Large stars that explode as supernovae frequently collapse and generate black holes. Even light cannot escape due to how powerful its gravitational pull is. Since black holes are undetectable in theory, scientists must rely on the activity of neighbouring stars to detect their presence. The largest black holes are referred to as "supermassive" and scientists think that many galaxies contain these monsters.

This sequence of artist’s illustrations shows how a black hole can devour a bypassing star. 1. A normal star passes near a supermassive black hole in the center of a galaxy. 2. The star’s outer gasses are pulled into the black hole’s gravitational field. 3. The star is shredded as tidal forces pull it apart. 4. The stellar remnants are pulled into a donut-shaped ring around the black hole, and will eventually fall into the black hole, unleashing a tremendous amount of light and high-energy radiation.— NASA, ESA, Leah Hustak (STScI).
This sequence of artist’s illustrations shows how a black hole can devour a bypassing star. 1. A normal star passes near a supermassive black hole in the center of a galaxy. 2. The star’s outer gasses are pulled into the black hole’s gravitational field. 3. The star is shredded as tidal forces pull it apart. 4. The stellar remnants are pulled into a donut-shaped ring around the black hole, and will eventually fall into the black hole, unleashing a tremendous amount of light and high-energy radiation.— NASA, ESA, Leah Hustak (STScI).

The research from March 2022 discovered a black hole engulfing a nearby star in the galaxy ESO 583-G004 from a distance of about 300 million light years. Hubble's strong ultraviolet sensitivity allowed astronomers to investigate the light and chemical emissions from the dying star. These include, among others, hydrogen and carbon.

These stellar killings are referred to as "tidal disruption events" by scientists. Even though it doesn't seem particularly violent, the NASA team says that black holes are "messy eaters," releasing an equal amount of material to counterbalance the stellar matter they absorb.

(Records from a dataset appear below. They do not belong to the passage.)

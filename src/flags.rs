//! The flag surface: named flags bound to config storage, parsed by clap.
//!
//! A [`FlagSet`] owns the mutable borrows handed out by the walker. Each
//! registered flag writes its default into storage immediately, so the
//! config is usable even if arguments are never parsed. Parsing builds a
//! [`clap::Command`] with one long argument per flag and copies only the
//! values supplied on the command line back into storage.

use std::collections::{HashMap, HashSet};
use std::ffi::OsString;

use clap::parser::ValueSource;
use clap::{Arg, ArgAction, ArgMatches, Command};

use crate::error::BindError;
use crate::slot::Slot;

/// A single registered flag.
#[derive(Debug)]
pub struct Flag<'a> {
    name: String,
    def_value: String,
    slot: Slot<'a>,
}

impl Flag<'_> {
    pub fn name(&self) -> &str {
        &self.name
    }

    /// The resolved default, after placeholder substitution.
    pub fn def_value(&self) -> &str {
        &self.def_value
    }

    /// The current value held in storage.
    pub fn value(&self) -> String {
        self.slot.render()
    }

    pub fn kind(&self) -> &'static str {
        self.slot.kind()
    }

    fn arg(&self) -> Arg {
        let arg = Arg::new(self.name.clone())
            .long(self.name.clone())
            .value_name(self.kind())
            .value_parser(self.slot.value_parser())
            .action(ArgAction::Set);
        let arg = if self.def_value.is_empty() {
            arg
        } else {
            arg.default_value(self.def_value.clone())
        };
        if self.slot.is_signed() {
            return arg.allow_negative_numbers(true);
        }
        if self.slot.is_bool() {
            arg.num_args(0..=1)
                .require_equals(true)
                .default_missing_value("true")
        } else {
            arg
        }
    }
}

/// Flags bound to the fields of a config value for the lifetime `'a`.
#[derive(Debug)]
pub struct FlagSet<'a> {
    command: Command,
    flags: Vec<Flag<'a>>,
    index: HashMap<String, usize>,
    reserved: HashSet<String>,
}

impl<'a> FlagSet<'a> {
    /// An empty flag set parsed as program `name`.
    pub fn new(name: impl Into<String>) -> Self {
        Self::with_command(Command::new(name.into()))
    }

    /// An empty flag set whose parser starts from `command`.
    ///
    /// Arguments already defined on `command` are parsed alongside the
    /// bound flags and can be read from the matches returned by
    /// [`parse`](Self::parse). Their ids and long names are reserved, so a
    /// field encoding to one of them fails to register.
    pub fn with_command(command: Command) -> Self {
        let reserved = command
            .get_arguments()
            .flat_map(|arg| {
                let id = arg.get_id().as_str().to_string();
                std::iter::once(id).chain(arg.get_long().map(str::to_string))
            })
            .collect();
        Self {
            command,
            flags: Vec::new(),
            index: HashMap::new(),
            reserved,
        }
    }

    /// Register `slot` under `name` and store `default` in it.
    ///
    /// Fails if `name` is taken, by an earlier flag or by an argument of the
    /// base command, or if `default` does not parse for the slot's type.
    /// Nothing is recorded on failure.
    pub fn register(
        &mut self,
        name: String,
        default: String,
        mut slot: Slot<'a>,
    ) -> Result<(), BindError> {
        if self.index.contains_key(&name) || self.reserved.contains(&name) {
            return Err(BindError::DuplicateFlag { name });
        }
        if let Err(reason) = slot.assign(&default) {
            return Err(BindError::InvalidDefault {
                name,
                value: default,
                reason,
            });
        }
        tracing::debug!(flag = %name, default = %default, kind = slot.kind(), "bound flag");
        self.index.insert(name.clone(), self.flags.len());
        self.flags.push(Flag {
            name,
            def_value: default,
            slot,
        });
        Ok(())
    }

    pub fn lookup(&self, name: &str) -> Option<&Flag<'a>> {
        self.index.get(name).map(|&i| &self.flags[i])
    }

    /// Flags in registration order.
    pub fn iter(&self) -> impl Iterator<Item = &Flag<'a>> {
        self.flags.iter()
    }

    pub fn names(&self) -> impl Iterator<Item = &str> {
        self.flags.iter().map(Flag::name)
    }

    pub fn len(&self) -> usize {
        self.flags.len()
    }

    pub fn is_empty(&self) -> bool {
        self.flags.is_empty()
    }

    /// The clap command that parses these flags.
    ///
    /// Repeated flags take the last value. The built-in `--help` is dropped
    /// when a bound flag is itself named `help`.
    pub fn command(&self) -> Command {
        let command = self
            .command
            .clone()
            .args_override_self(true)
            .disable_help_flag(self.index.contains_key("help"))
            .disable_version_flag(true);
        command.args(self.flags.iter().map(Flag::arg))
    }

    /// Parse `args` (without the program name) and update storage.
    ///
    /// Errors come straight from clap. The matches are returned so callers
    /// can read arguments of a command given to
    /// [`with_command`](Self::with_command).
    pub fn parse<I, T>(&mut self, args: I) -> Result<ArgMatches, BindError>
    where
        I: IntoIterator<Item = T>,
        T: Into<OsString> + Clone,
    {
        let command = self.command();
        let program = OsString::from(command.get_name());
        let argv = std::iter::once(program).chain(args.into_iter().map(Into::into));
        let matches = command.try_get_matches_from(argv)?;
        self.apply(&matches);
        Ok(matches)
    }

    /// Store every value that was given on the command line.
    ///
    /// `matches` must come from [`command`](Self::command) or a command that
    /// includes its arguments. Flags absent from the command line keep their
    /// current value. Returns the number of flags updated.
    pub fn apply(&mut self, matches: &ArgMatches) -> usize {
        let mut updated = 0;
        for flag in &mut self.flags {
            if matches.value_source(&flag.name) != Some(ValueSource::CommandLine) {
                continue;
            }
            if flag.slot.apply(matches, &flag.name) {
                tracing::debug!(flag = %flag.name, value = %flag.slot.render(), "flag set from command line");
                updated += 1;
            }
        }
        updated
    }
}
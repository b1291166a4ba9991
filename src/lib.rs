//! Bind the fields of a nested configuration struct to command-line flags.
//!
//! One struct definition is both the runtime configuration object and the
//! source of truth for its flags. Flag names, defaults and directory
//! substitution are derived from the struct's fields and attributes.
//!
//! ```ignore
//! #[derive(Config, Default)]
//! struct ServerConfig {
//!     #[config(default = "0.0.0.0:7777")]
//!     address: String,
//!     #[config(release_default = false, dev_default = true)]
//!     debug: bool,
//!     #[config(default = "30s")]
//!     idle_timeout: Duration,
//!     tls: TlsConfig,
//!     upstreams: [Upstream; 4],
//! }
//!
//! let mut config = ServerConfig::default();
//! let mut flags = FlagSet::new("server");
//! cfgstruct::bind(&mut flags, &mut config, &BindOptions::new().conf_dir("/etc/server"))?;
//! flags.parse(std::env::args_os().skip(1))?;
//! ```
//!
//! # Flag names
//!
//! Every leaf field becomes one flag named after its path from the root.
//! Identifiers are lowercased and hyphenated, nesting is joined with dots,
//! and array elements are zero-padded to at least two digits:
//!
//! | Field path | Flag |
//! |------------|------|
//! | `idle_timeout` | `--idle-timeout` |
//! | `tls.cert_path` | `--tls.cert-path` |
//! | `upstreams[3].address` | `--upstreams.03.address` |
//!
//! Two fields that encode to the same name make [`bind`] fail with
//! [`BindError::DuplicateFlag`].
//!
//! # Defaults and modes
//!
//! Three attributes supply defaults:
//!
//! - **`default`** is used in both modes unless a mode-specific one is present.
//! - **`release_default`** wins in [`Mode::Release`] (the baseline).
//! - **`dev_default`** wins in [`Mode::Dev`].
//!
//! A field with none of them defaults to the zero value of its type. The mode
//! is chosen per call through [`BindOptions`], never through global state, so
//! binding twice with different modes is safe.
//!
//! Defaults are written into the struct during [`bind`]. The struct reflects
//! them even if arguments are never parsed; after
//! [`FlagSet::parse`] it reflects whatever was given on the command line.
//!
//! # Directory placeholders
//!
//! `$CONFDIR` / `${CONFDIR}` and `$IDENTITYDIR` / `${IDENTITYDIR}` inside a
//! default are replaced by the directory configured on [`BindOptions`]:
//!
//! - **Flat** ([`conf_dir`](BindOptions::conf_dir)) substitutes the path
//!   unchanged at every depth.
//! - **Nested** ([`conf_dir_nested`](BindOptions::conf_dir_nested)) appends
//!   the encoded name of each enclosing struct field, so a field of `tls`
//!   sees `{dir}/tls` and a field of `upstreams[3]` sees
//!   `{dir}/upstreams/03`.
//!
//! A placeholder with no configured directory is an error
//! ([`BindError::MissingDirectory`]), never an empty substitution. Other
//! `$NAME` tokens are left alone.
//!
//! # Supported fields
//!
//! `bool`, `i32`, `i64`, `isize`, `u32`, `u64`, `usize`, `f32`, `f64`,
//! [`Duration`](std::time::Duration) (humantime syntax), `String`,
//! [`PathBuf`](std::path::PathBuf), nested `#[derive(Config)]` structs and
//! fixed-size arrays of them. Anything else fails to compile rather than
//! being silently left unbound. Mark a field `#[config(skip)]` to leave it
//! out on purpose.
//!
//! # Bootstrapping from the command line
//!
//! The mode and config directory are needed before binding. The [`cli`]
//! module's [`BootstrapArgs`] scans them out of the raw arguments early
//! (`--defaults dev`, `--config-dir PATH`) and also registers them with clap
//! so the full parse accepts them.
//!
//! # Error handling
//!
//! All fallible operations return [`BindError`]. Shape problems and bad
//! defaults abort [`bind`] at the first offending field; command-line parse
//! errors are clap's own errors, passed through unchanged.

extern crate self as cfgstruct;

pub mod cli;
pub mod dirs;
pub mod error;
pub mod name;
pub mod resolve;
pub mod types;

mod flags;
mod options;
mod slot;
mod walk;

#[cfg(test)]
mod fixtures;

pub use cli::BootstrapArgs;
pub use error::BindError;
pub use flags::{Flag, FlagSet};
pub use name::{FieldPath, Segment};
pub use options::{BindOptions, DirOption, DirStyle};
pub use slot::Slot;
pub use types::{FieldTags, Mode, Placeholder};
pub use walk::{Config, Node, Walker, walk};

#[cfg(feature = "derive")]
pub use cfgstruct_derive::Config;

/// Register a flag for every leaf of `config` and write its default.
///
/// Walks `config` depth-first, encodes each leaf's name, resolves its default
/// for the selected mode and directories, and registers it with `flags`
/// bound to the field. The flag set holds the field borrows until it is
/// dropped.
///
/// Stops at the first duplicate name, malformed default or unconfigured
/// placeholder. Flags registered before the failure remain in `flags`.
pub fn bind<'a, C>(
    flags: &mut FlagSet<'a>,
    config: &'a mut C,
    options: &BindOptions,
) -> Result<(), BindError>
where
    C: Config + ?Sized,
{
    tracing::debug!(mode = %options.get_mode(), "binding configuration flags");
    walk(config, |path, tags, slot| {
        let default = resolve::resolve(tags, path, options)?;
        flags.register(path.encode(), default, slot)
    })
}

Stars into doughnuts but how?

According to study authors, a star is only torn apart in this way a few times every 100,000 years in a galaxy with a supermassive black hole at its heart.

The All-Sky Automated Survey for Supernovae (ASAS-SN or "Assassin") made the first observation of this specific event, known as AT2022dsb, on March 1st, 2022. It is a system of ground-based telescopes that scans the night sky for erratic, violent, and brief phenomena occurring throughout the cosmos.

Scientists claim that although 300 million light-years away, it is still close enough to Earth and bright enough for the Hubble Telescope to observe this doughnut-making event with its ultraviolet spectroscopy.

“Typically, these events are hard to observe. You get maybe a few observations at the beginning of the disruption when it’s really bright. Our program is different in that it is designed to look at a few tidal events over a year to see what happens,” said Peter Maksym of the Centre for Astrophysics in a media release. 

“We saw this early enough that we could observe it at these very intense black hole accretion stages. We saw the accretion rate drop as it turned to a trickle over time.”

Scientists interpret Hubble's data as coming from the extremely bright, hot, doughnut-shaped region of gas currently spinning around the black hole, even though the event is too far away to be seen with the naked eye. The group refers to this region as the torus and claims that this specific doughnut is as large as our solar system.

Maksym wrote that scientists were trying to get their heads around the event. 

"You shred the star and then it’s got this material that’s making its way into the black hole. And so you’ve got models where you think you know what is going on, and then you’ve got what you actually see. This is an exciting place for scientists to be: right at the interface of the known and the unknown.”

The American Astronomical Society's 241st meeting was where the NASA team presented their findings.